Practice effects (PE) represent one aspect of that behavior. PE are distinct from random fluctuations in performance and refer to bias due to familiarity with test items and procedures when a test is retaken . Longitudinal studies of cognitive aging are highly dependent on repeated testing with neuropsychological measures. For example, dementia prevention trials such as the Alzheimer’s Disease Anti-inflammatory Prevention Trial (ADAPT) , Gingko Evaluation of Memory Study (GEMS) , and the Prevention of Alzheimer’s Disease by Vitamin E and Selenium (PREADViSE) trial  rely heavily on repeated cognitive screening measures and standardized cognitive batteries for case ascertainment and tracking response to treatment.
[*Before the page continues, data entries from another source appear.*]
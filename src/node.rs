//! The building block of a [`Tree`][crate::tree::Tree].

use std::mem;

/// An owned, possibly empty, subtree.
pub(crate) type Link<K> = Option<Box<Node<K>>>;

/// A single cell of the tree. A `Node` exclusively owns both of its subtrees so there is no way
/// to build a cycle or to reach a node from two places.
pub(crate) struct Node<K> {
    key: K,
    left: Link<K>,
    right: Link<K>,
}

impl<K> Node<K> {
    /// A boxed node with no children, ready to be hung off a [`Link`].
    pub(crate) fn new_boxed(key: K) -> Box<Self> {
        Box::new(Self {
            key,
            left: None,
            right: None,
        })
    }

    pub(crate) fn key(&self) -> &K {
        &self.key
    }

    pub(crate) fn into_key(self) -> K {
        self.key
    }

    /// Puts `key` in this node and returns the key it held before.
    pub(crate) fn replace_key(&mut self, key: K) -> K {
        mem::replace(&mut self.key, key)
    }

    pub(crate) fn left(&self) -> Option<&Self> {
        self.left.as_deref()
    }

    pub(crate) fn right(&self) -> Option<&Self> {
        self.right.as_deref()
    }

    pub(crate) fn left_link_mut(&mut self) -> &mut Link<K> {
        &mut self.left
    }

    pub(crate) fn right_link_mut(&mut self) -> &mut Link<K> {
        &mut self.right
    }

    /// Both child links at once, for building a tree top-down.
    pub(crate) fn links_mut(&mut self) -> (&mut Link<K>, &mut Link<K>) {
        (&mut self.left, &mut self.right)
    }

    /// Detaches both subtrees, leaving this node a leaf.
    pub(crate) fn take_children(&mut self) -> (Link<K>, Link<K>) {
        (self.left.take(), self.right.take())
    }

    pub(crate) fn set_children(&mut self, left: Link<K>, right: Link<K>) {
        self.left = left;
        self.right = right;
    }

    pub(crate) fn is_leaf(&self) -> bool {
        self.left.is_none() && self.right.is_none()
    }
}

/// Drops every node reachable from `links` without recursing, so a degenerate (list shaped)
/// subtree can't blow the call stack the way the default `Box` drop glue would.
pub(crate) fn dismantle<K>(links: impl IntoIterator<Item = Box<Node<K>>>) {
    let mut pending: Vec<Box<Node<K>>> = links.into_iter().collect();
    while let Some(mut node) = pending.pop() {
        let (left, right) = node.take_children();
        pending.extend(left);
        pending.extend(right);
    }
}
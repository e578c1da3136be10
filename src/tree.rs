//! An unbalanced, mutable BST. Each node owns its children through a `Box` so the whole tree is
//! a plain recursive sum type: no parent pointers, no `unsafe`, and no way to build a cycle.
//!
//! Nothing here rebalances, so inserting keys in sorted order degrades the tree into a list. To
//! keep that from overflowing the call stack every operation walks the tree with a loop (or an
//! explicit stack) rather than recursion.
//!
//! # Examples
//!
//! ```
//! use movie_bst::tree::Tree;
//!
//! let mut tree = Tree::new();
//!
//! // Nothing in here yet.
//! assert_eq!(tree.search(&1), None);
//!
//! assert!(tree.insert(1));
//! assert_eq!(tree.search(&1), Some(&1));
//!
//! // Inserting the same key again is ignored.
//! assert!(!tree.insert(1));
//! assert_eq!(tree.len(), 1);
//!
//! // Removing a key hands it back.
//! assert_eq!(tree.remove(&1), Some(1));
//! assert_eq!(tree.search(&1), None);
//! ```

use std::cmp::Ordering;
use std::fmt;

use crate::iter::{IntoIter, Iter};
use crate::node::{dismantle, Link, Node};

/// A Binary Search Tree storing distinct keys in ascending order.
pub struct Tree<K> {
    root: Link<K>,
    len: usize,
}

impl<K> Default for Tree<K> {
    fn default() -> Self {
        Self::new()
    }
}

impl<K> Drop for Tree<K> {
    fn drop(&mut self) {
        dismantle(self.root.take());
    }
}

impl<K> Clone for Tree<K>
where
    K: Clone,
{
    /// Copies the tree node for node, so the clone has the same shape as the original.
    fn clone(&self) -> Self {
        let mut root = None;
        {
            let mut pending: Vec<(&Node<K>, &mut Link<K>)> = Vec::new();
            if let Some(node) = self.root.as_deref() {
                pending.push((node, &mut root));
            }
            while let Some((node, link)) = pending.pop() {
                let copy = link.insert(Node::new_boxed(node.key().clone()));
                let (left, right) = copy.links_mut();
                if let Some(child) = node.left() {
                    pending.push((child, left));
                }
                if let Some(child) = node.right() {
                    pending.push((child, right));
                }
            }
        }
        Self {
            root,
            len: self.len,
        }
    }
}

impl<K> fmt::Debug for Tree<K>
where
    K: fmt::Debug,
{
    fn fmt(&self, f: &mut fmt::Formatter<'_>) -> fmt::Result {
        f.debug_set().entries(self.iter()).finish()
    }
}

impl<K> Tree<K> {
    /// Generate a new, empty `Tree`.
    pub fn new() -> Self {
        Self { root: None, len: 0 }
    }

    /// How many keys are stored in the tree.
    pub fn len(&self) -> usize {
        self.len
    }

    /// Whether the tree holds no keys.
    pub fn is_empty(&self) -> bool {
        self.len == 0
    }

    /// Removes every key from the tree.
    ///
    /// # Examples
    ///
    /// ```
    /// use movie_bst::tree::Tree;
    ///
    /// let mut tree: Tree<_> = [3, 1, 2].into_iter().collect();
    /// tree.clear();
    ///
    /// assert!(tree.is_empty());
    /// assert_eq!(tree.iter().next(), None);
    /// ```
    pub fn clear(&mut self) {
        dismantle(self.root.take());
        self.len = 0;
    }

    /// The key stored at the root, if any. Mostly useful for checking the shape of the tree.
    pub fn root(&self) -> Option<&K> {
        self.root.as_deref().map(Node::key)
    }

    /// The number of nodes on the longest path from the root to a leaf. An empty tree has a
    /// height of 0.
    pub fn height(&self) -> usize {
        let mut height = 0;
        let mut pending: Vec<(&Node<K>, usize)> =
            self.root.as_deref().map(|n| (n, 1)).into_iter().collect();
        while let Some((node, depth)) = pending.pop() {
            if node.is_leaf() {
                height = height.max(depth);
                continue;
            }
            pending.extend(node.left().map(|n| (n, depth + 1)));
            pending.extend(node.right().map(|n| (n, depth + 1)));
        }
        height
    }

    /// An iterator over the keys of the tree in ascending order.
    ///
    /// # Examples
    ///
    /// ```
    /// use movie_bst::tree::Tree;
    ///
    /// let tree: Tree<_> = [5, 3, 8, 1].into_iter().collect();
    ///
    /// assert_eq!(tree.iter().copied().collect::<Vec<_>>(), vec![1, 3, 5, 8]);
    /// ```
    pub fn iter(&self) -> Iter<'_, K> {
        Iter::new(self.root.as_deref(), self.len)
    }

    /// Renders every key in ascending order separated by a single space.
    ///
    /// # Examples
    ///
    /// ```
    /// use movie_bst::tree::Tree;
    ///
    /// let tree: Tree<_> = [20, 10, 30].into_iter().collect();
    /// assert_eq!(tree.inorder(), "10 20 30");
    ///
    /// assert_eq!(Tree::<i32>::new().inorder(), "");
    /// ```
    pub fn inorder(&self) -> String
    where
        K: fmt::Display,
    {
        self.iter()
            .map(ToString::to_string)
            .collect::<Vec<_>>()
            .join(" ")
    }

    /// Potentially finds the stored key equal to `key`. If no node has an equal key, `None` is
    /// returned.
    ///
    /// # Examples
    ///
    /// ```
    /// use movie_bst::tree::Tree;
    ///
    /// let mut tree = Tree::new();
    /// tree.insert(1);
    ///
    /// assert_eq!(tree.search(&1), Some(&1));
    /// assert_eq!(tree.search(&42), None);
    /// ```
    pub fn search(&self, key: &K) -> Option<&K>
    where
        K: Ord,
    {
        let mut cur = self.root.as_deref();
        while let Some(node) = cur {
            match key.cmp(node.key()) {
                Ordering::Less => cur = node.left(),
                Ordering::Equal => return Some(node.key()),
                Ordering::Greater => cur = node.right(),
            }
        }
        None
    }

    /// Whether a key equal to `key` is stored in the tree.
    pub fn contains(&self, key: &K) -> bool
    where
        K: Ord,
    {
        self.search(key).is_some()
    }

    /// Inserts `key` unless an equal key is already present, in which case the tree is left
    /// untouched. Returns whether the key was added.
    ///
    /// # Examples
    ///
    /// ```
    /// use movie_bst::tree::Tree;
    ///
    /// let mut tree = Tree::new();
    ///
    /// assert!(tree.insert(1));
    /// assert!(!tree.insert(1));
    /// assert_eq!(tree.len(), 1);
    /// ```
    pub fn insert(&mut self, key: K) -> bool
    where
        K: Ord,
    {
        let mut link = &mut self.root;
        while let Some(node) = link {
            match key.cmp(node.key()) {
                Ordering::Less => link = node.left_link_mut(),
                Ordering::Equal => return false,
                Ordering::Greater => link = node.right_link_mut(),
            }
        }
        *link = Some(Node::new_boxed(key));
        self.len += 1;
        true
    }

    /// Removes the node holding a key equal to `key` and returns the key it held. If the tree
    /// does not contain such a key, nothing happens.
    ///
    /// A node with two children is not unlinked. Instead its in-order successor (the leftmost
    /// node of its right subtree) is unlinked and its key moves into the node.
    ///
    /// # Examples
    ///
    /// ```
    /// use movie_bst::tree::Tree;
    ///
    /// let mut tree: Tree<_> = [50, 30, 70, 60, 80].into_iter().collect();
    ///
    /// assert_eq!(tree.remove(&50), Some(50));
    /// assert_eq!(tree.root(), Some(&60));
    /// assert_eq!(tree.remove(&50), None);
    /// ```
    pub fn remove(&mut self, key: &K) -> Option<K>
    where
        K: Ord,
    {
        let mut link = &mut self.root;
        loop {
            match link.as_deref().map(|node| key.cmp(node.key())) {
                None => return None,
                Some(Ordering::Equal) => break,
                Some(Ordering::Less) => {
                    link = link
                        .as_mut()
                        .expect("Comparing against a node implies a node")
                        .left_link_mut()
                }
                Some(Ordering::Greater) => {
                    link = link
                        .as_mut()
                        .expect("Comparing against a node implies a node")
                        .right_link_mut()
                }
            }
        }

        let removed = unlink(link);
        self.len -= 1;
        Some(removed)
    }
}

/// Removes the node at `link` (which must be non-empty) from the tree and returns its key.
fn unlink<K>(link: &mut Link<K>) -> K {
    let mut node = link.take().expect("Unlinking requires a node");
    match node.take_children() {
        (None, right) => {
            *link = right;
            node.into_key()
        }
        (left, None) => {
            *link = left;
            node.into_key()
        }
        (left, mut right) => {
            let successor = take_leftmost(&mut right);
            let removed = node.replace_key(successor);
            node.set_children(left, right);
            *link = Some(node);
            removed
        }
    }
}

/// Unlinks the leftmost node of the non-empty subtree at `link`, replacing it with its right
/// subtree, and returns its key.
fn take_leftmost<K>(mut link: &mut Link<K>) -> K {
    while link.as_deref().map_or(false, |node| node.left().is_some()) {
        link = link
            .as_mut()
            .expect("A node with a left child is a node")
            .left_link_mut();
    }
    let mut leftmost = link.take().expect("Leftmost of a non-empty subtree");
    let (_, right) = leftmost.take_children();
    *link = right;
    leftmost.into_key()
}

impl<K> FromIterator<K> for Tree<K>
where
    K: Ord,
{
    fn from_iter<I: IntoIterator<Item = K>>(iter: I) -> Self {
        let mut tree = Self::new();
        tree.extend(iter);
        tree
    }
}

impl<K> Extend<K> for Tree<K>
where
    K: Ord,
{
    fn extend<I: IntoIterator<Item = K>>(&mut self, iter: I) {
        for key in iter {
            self.insert(key);
        }
    }
}

impl<K> IntoIterator for Tree<K> {
    type Item = K;
    type IntoIter = IntoIter<K>;

    fn into_iter(mut self) -> Self::IntoIter {
        let len = self.len;
        self.len = 0;
        IntoIter::new(self.root.take(), len)
    }
}

impl<'a, K> IntoIterator for &'a Tree<K> {
    type Item = &'a K;
    type IntoIter = Iter<'a, K>;

    fn into_iter(self) -> Self::IntoIter {
        self.iter()
    }
}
Most studies demonstrating practice effects have involved test-retest paradigms over short time intervals [5–9] or have been conducted primarily with impaired populations [10–12]. Nonetheless, repeated testing effects have been well documented [13–17], and performance variability has been demonstrated to be influenced by age [18–21], fluid intelligence , clinical population [10, 22], retest interval [9, 12, 23, 24], and the test or neurocognitive domain assessed [25, 26]. Knowledge of the effects of repeated presentation is essential for interpretation of results. For example, PE can potentially alter the measure’s sensitivity to cognitive change and have been found to account for between 31 and 83% of the variance in follow-up test scores . Further, PE could influence dementia detection in prevention trials when screening measures are used, especially given known PE, even for participants with Alzheimer’s disease (AD), on measures such as the Mini-Mental State Exam .
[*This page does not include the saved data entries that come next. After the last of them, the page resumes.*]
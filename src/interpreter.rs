//! Drives a [`Tree`] of [`Movie`]s from a line oriented command source.
//!
//! Every command produces exactly one result line on the output sink. Blank lines and lines
//! starting with `#` produce nothing. A line that does not parse produces `Invalid Command` and
//! leaves the tree alone.
//!
//! # Examples
//!
//! ```
//! use movie_bst::interpreter::Interpreter;
//!
//! let commands = "\
//! ## a comment
//! insert,Titanic,1997,7.8,1100000
//! insert,Alien,1979,8.5,900000
//! search,Alien,1979
//! remove,Avatar,2009
//! print
//! ";
//!
//! let mut interpreter = Interpreter::new(Vec::new());
//! interpreter.run(commands.as_bytes()).unwrap();
//!
//! let output = String::from_utf8(interpreter.into_inner()).unwrap();
//! assert_eq!(
//!     output,
//!     "\
//! insert Titanic,1997,7.8,1100000
//! insert Alien,1979,8.5,900000
//! found Alien,1979,8.5,900000
//! remove failed
//! Alien,1979,8.5,900000 Titanic,1997,7.8,1100000
//! "
//! );
//! ```

use std::io::{BufRead, Write};

use log::{debug, info, trace, warn};

use crate::command::Command;
use crate::error::Error;
use crate::movie::Movie;
use crate::tree::Tree;

/// Written in place of a result for any line that fails to parse.
pub const INVALID_COMMAND: &str = "Invalid Command";

/// Counters for the lines seen by an [`Interpreter`].
#[derive(Debug, Default, Clone, Copy, PartialEq, Eq)]
pub struct RunStats {
    /// Every line read, including blanks and comments.
    pub lines: usize,
    /// Lines that produced a result line (valid or not).
    pub commands: usize,
    /// Lines answered with [`INVALID_COMMAND`].
    pub invalid: usize,
}

/// Owns a tree of movies and the sink that receives one line per command.
pub struct Interpreter<W> {
    tree: Tree<Movie>,
    out: W,
    stats: RunStats,
}

impl<W> Interpreter<W>
where
    W: Write,
{
    /// Construct an `Interpreter` with an empty tree writing to `out`.
    pub fn new(out: W) -> Self {
        Self {
            tree: Tree::new(),
            out,
            stats: RunStats::default(),
        }
    }

    /// The movies stored so far.
    pub fn tree(&self) -> &Tree<Movie> {
        &self.tree
    }

    /// Counters accumulated over every line processed so far.
    pub fn stats(&self) -> RunStats {
        self.stats
    }

    /// Gives back the output sink.
    pub fn into_inner(self) -> W {
        self.out
    }

    /// Applies `command` to the tree and returns the line describing the result.
    ///
    /// An `insert` of a movie that is already stored reports the movie from the command but
    /// leaves the stored one in place.
    pub fn execute(&mut self, command: Command) -> String {
        match command {
            Command::Insert(movie) => {
                let line = format!("insert {movie}");
                if !self.tree.insert(movie) {
                    debug!("ignored duplicate insert");
                }
                line
            }
            Command::Search(key) => match self.tree.search(&key) {
                Some(found) => format!("found {found}"),
                None => "search failed".to_string(),
            },
            Command::Remove(key) => match self.tree.remove(&key) {
                Some(removed) => format!("removed {removed}"),
                None => "remove failed".to_string(),
            },
            Command::Print => self.tree.inorder(),
        }
    }

    /// Handles one raw input line: skips it if blank or a comment, otherwise runs it and writes
    /// its result line to the sink. Returns the line written, if any.
    pub fn process_line(&mut self, line: &str) -> Result<Option<String>, Error> {
        self.stats.lines += 1;
        let line = line.trim();
        if line.is_empty() || line.starts_with('#') {
            trace!("line {}: skipped", self.stats.lines);
            return Ok(None);
        }

        let result = match Command::parse(line) {
            Ok(command) => {
                let result = self.execute(command);
                debug!("line {}: `{line}` -> `{result}`", self.stats.lines);
                result
            }
            Err(err) => {
                warn!("line {}: invalid command `{line}`: {err}", self.stats.lines);
                self.stats.invalid += 1;
                INVALID_COMMAND.to_string()
            }
        };
        self.respond(result).map(Some)
    }

    /// Like [`process_line`][Self::process_line] but for a line straight off the input. A line
    /// that isn't UTF-8 can't be a command, so it's answered with [`INVALID_COMMAND`].
    pub fn process_bytes(&mut self, line: &[u8]) -> Result<Option<String>, Error> {
        match std::str::from_utf8(line) {
            Ok(line) => self.process_line(line),
            Err(err) => {
                self.stats.lines += 1;
                warn!("line {}: invalid command: {err}", self.stats.lines);
                self.stats.invalid += 1;
                self.respond(INVALID_COMMAND.to_string()).map(Some)
            }
        }
    }

    fn respond(&mut self, result: String) -> Result<String, Error> {
        self.stats.commands += 1;
        writeln!(self.out, "{result}")?;
        Ok(result)
    }

    /// Processes every line of `input` in order and flushes the sink. Stops at the first I/O
    /// error; the commands before it have already been applied and written.
    pub fn run<R>(&mut self, mut input: R) -> Result<RunStats, Error>
    where
        R: BufRead,
    {
        let mut line = Vec::new();
        while input.read_until(b'\n', &mut line)? != 0 {
            self.process_bytes(&line)?;
            line.clear();
        }
        self.out.flush()?;

        info!(
            "processed {} line(s): {} command(s), {} invalid, {} movie(s) stored",
            self.stats.lines,
            self.stats.commands,
            self.stats.invalid,
            self.tree.len()
        );
        Ok(self.stats)
    }
}
//! `placard validate` — load a feed and report the valid/invalid split
//! without rendering anything.

use anyhow::Result;
use placard::{DisclaimerWidget, WidgetOptions};

pub async fn run(options: WidgetOptions, json: bool) -> Result<()> {
    let widget = DisclaimerWidget::new(options)?;
    let loaded = widget.load_feed().await?;

    let valid_ids: Vec<&str> = loaded.feed.records().iter().map(|r| r.id.as_str()).collect();

    if json {
        println!(
            "{}",
            serde_json::json!({
                "valid": valid_ids,
                "invalid": loaded.invalid_ids,
            })
        );
    } else {
        println!("valid:   {} record(s)", valid_ids.len());
        for id in &valid_ids {
            println!("  {id}");
        }
        println!("invalid: {} record(s)", loaded.invalid_ids.len());
        for id in &loaded.invalid_ids {
            println!("  {id}");
        }
    }
    Ok(())
}
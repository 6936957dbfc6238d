//! CLI command implementations.

pub mod render_cmd;
pub mod validate_cmd;

use anyhow::{Context, Result};
use placard::WidgetOptions;

/// Assemble widget options from CLI flags. `feed_file` content becomes
/// the inline feed (bypassing the fetch), otherwise `feed_url` is used.
pub fn options_from_flags(
    feed_url: Option<&str>,
    feed_file: Option<&str>,
    allowed_domains: &[String],
    division: &str,
    container_id: &str,
    ignore_ordering_hint: bool,
    at: Option<&str>,
    staging_hosts: &[String],
    timeout_ms: u64,
) -> Result<WidgetOptions> {
    let inline_feed = match feed_file {
        Some(path) => Some(
            std::fs::read_to_string(path)
                .with_context(|| format!("failed to read feed file {path}"))?,
        ),
        None => None,
    };

    Ok(WidgetOptions {
        feed_url: feed_url.map(str::to_string),
        inline_feed,
        allowed_domains: allowed_domains.to_vec(),
        current_division: division.to_string(),
        container_id: container_id.to_string(),
        ignore_ordering_hint,
        override_reference_date: at.map(str::to_string),
        staging_hosts: staging_hosts.to_vec(),
        fetch_timeout_ms: timeout_ms,
        ..Default::default()
    })
}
Furthermore, PE may persist over long periods of time. In the UK, Rabbit and colleagues  examined PE over a 17-year period in 5,899 participants, ages 49 to 92. Similar to other studies, they found the greatest gain in performance between the first and second presentation but observed gains due to practice on intelligence tests over intervals of several years. In a separate sample studied over a 20-year period, the same authors again observed significant PE, even with time intervals of up to four years . Given this finding, it is also likely that PE may affect whether one performs above or below a single cut-point and thus influence case ascertainment in longitudinal clinical trials.
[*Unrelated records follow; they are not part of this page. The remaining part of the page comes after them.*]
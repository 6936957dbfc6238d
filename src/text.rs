//! Text normalization and URL linkification.
//!
//! Two fixed stages, applied at validation time so stored records are
//! render-ready: [`normalize_text`] first, then [`convert_urls_to_anchors`].
//! The order matters — escaping after linkification would mangle the
//! generated anchor markup.

use regex::Regex;
use std::sync::OnceLock;
use url::Url;

/// The five reserved markup characters and their named references.
/// A `&` that already begins one of these sequences is left alone, which
/// makes [`normalize_text`] idempotent on control-free input.
const ENTITIES: [&str; 5] = ["&amp;", "&lt;", "&gt;", "&quot;", "&apos;"];

/// Escape reserved markup characters, strip C0/C1 control characters,
/// collapse whitespace runs to a single space, and trim.
pub fn normalize_text(s: &str) -> String {
    let mut out = String::with_capacity(s.len());
    let mut prev_space = false;

    for (idx, ch) in s.char_indices() {
        if ch.is_whitespace() {
            if !prev_space {
                out.push(' ');
                prev_space = true;
            }
            continue;
        }
        prev_space = false;

        let code = ch as u32;
        // C0 below U+0020 (whitespace already handled), DEL, and C1.
        if code < 0x20 || (0x7F..=0x9F).contains(&code) {
            continue;
        }

        match ch {
            '&' => {
                let rest = &s[idx..];
                if ENTITIES.iter().any(|e| rest.starts_with(e)) {
                    out.push('&');
                } else {
                    out.push_str("&amp;");
                }
            }
            '<' => out.push_str("&lt;"),
            '>' => out.push_str("&gt;"),
            '"' => out.push_str("&quot;"),
            '\'' => out.push_str("&apos;"),
            _ => out.push(ch),
        }
    }

    out.trim().to_string()
}

fn url_regex() -> &'static Regex {
    static RE: OnceLock<Regex> = OnceLock::new();
    RE.get_or_init(|| {
        Regex::new(r#"https?://[^\s<>"']+"#).expect("url regex is valid")
    })
}

/// Replace well-formed `http(s)://` substrings with anchor markup.
///
/// Each candidate is verified with `url::Url::parse`; malformed matches
/// are left verbatim. Generated anchors open in a new browsing context
/// and grant the target no `opener` back-reference.
pub fn convert_urls_to_anchors(s: &str) -> String {
    let re = url_regex();
    let mut out = String::with_capacity(s.len());
    let mut last = 0;

    for m in re.find_iter(s) {
        out.push_str(&s[last..m.start()]);
        let raw = m.as_str();
        // Sentence punctuation after a URL belongs to the prose, not the
        // link: "see https://x/terms." links "https://x/terms".
        let candidate = raw.trim_end_matches(['.', ',', ';', ':', '!', '?']);
        if is_well_formed_url(candidate) {
            out.push_str(&format!(
                "<a href=\"{candidate}\" target=\"_blank\" rel=\"noopener noreferrer\">{candidate}</a>"
            ));
            out.push_str(&raw[candidate.len()..]);
        } else {
            out.push_str(raw);
        }
        last = m.end();
    }
    out.push_str(&s[last..]);
    out
}

fn is_well_formed_url(s: &str) -> bool {
    match Url::parse(s) {
        Ok(u) => {
            // `Url::parse` accepts degenerate hosts like ";"; a real host
            // has at least one alphanumeric character.
            (u.scheme() == "http" || u.scheme() == "https")
                && u.host_str()
                    .is_some_and(|h| h.chars().any(|c| c.is_ascii_alphanumeric()))
        }
        Err(_) => false,
    }
}
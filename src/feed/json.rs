//! JSON feed parsing.
//!
//! Accepts the two functionally equivalent shapes: a top-level object with
//! a `disclaimers` key holding either an id-keyed map of records or an
//! array of records. Shape problems inside individual records are not
//! handled here — the validator partitions those out record by record.

use crate::error::WidgetError;
use serde_json::Value;

/// Parse a JSON feed body into canonical records.
pub fn parse_json_feed(body: &str) -> Result<Vec<Value>, WidgetError> {
    let root: Value = serde_json::from_str(body)
        .map_err(|e| WidgetError::MalformedFeed(format!("invalid JSON: {e}")))?;

    let disclaimers = root
        .get("disclaimers")
        .ok_or_else(|| WidgetError::MalformedFeed("missing disclaimers".to_string()))?;

    match disclaimers {
        Value::Object(map) => Ok(map.values().cloned().collect()),
        Value::Array(records) => Ok(records.clone()),
        _ => Err(WidgetError::MalformedFeed(
            "disclaimers is neither a map nor an array".to_string(),
        )),
    }
}

#[cfg(test)]
mod tests {
    use super::*;

    #[test]
    fn test_parse_map_shape() {
        let records = parse_json_feed(
            r#"{"disclaimers": {
                "1": {"id": "1", "title": "A"},
                "2": {"id": "2", "title": "B"}
            }}"#,
        )
        .unwrap();
        assert_eq!(records.len(), 2);
    }

    #[test]
    fn test_parse_array_shape() {
        let records =
            parse_json_feed(r#"{"disclaimers": [{"id": 1}, {"id": 2}, {"id": 3}]}"#).unwrap();
        assert_eq!(records.len(), 3);
        assert_eq!(records[0]["id"], 1);
    }

    #[test]
    fn test_missing_disclaimers_key() {
        let err = parse_json_feed(r#"{"notices": []}"#).unwrap_err();
        assert!(err.to_string().contains("missing disclaimers"));
    }

    #[test]
    fn test_invalid_json() {
        assert!(parse_json_feed("{nope").is_err());
        assert!(parse_json_feed("").is_err());
    }

    #[test]
    fn test_scalar_disclaimers_rejected() {
        assert!(parse_json_feed(r#"{"disclaimers": 42}"#).is_err());
    }
}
In the present study, we sought to examine PE on the Memory Impairment Screen (MIS) over four annual administrations. Brief memory screening instruments are often used in clinical practice and research to identify those patients who might benefit from a more extensive clinical assessment, and whether specific individuals should be included in a research study. Some studies, such as the PREADViSE trial, rely on dementia screening measures to determine whether a participant should be evaluated with more in-depth cognitive assessment. More specifically, if performance on screening measures is influenced by PE, participants who may be cognitively impaired or demented will be adjudicated as cognitively normal and thus misclassified or potentially lost to follow-up. Given previous data on short-term and long-term PE, we hypothesized that despite efforts to mitigate PE through alternate test versions, MIS scores would improve over time.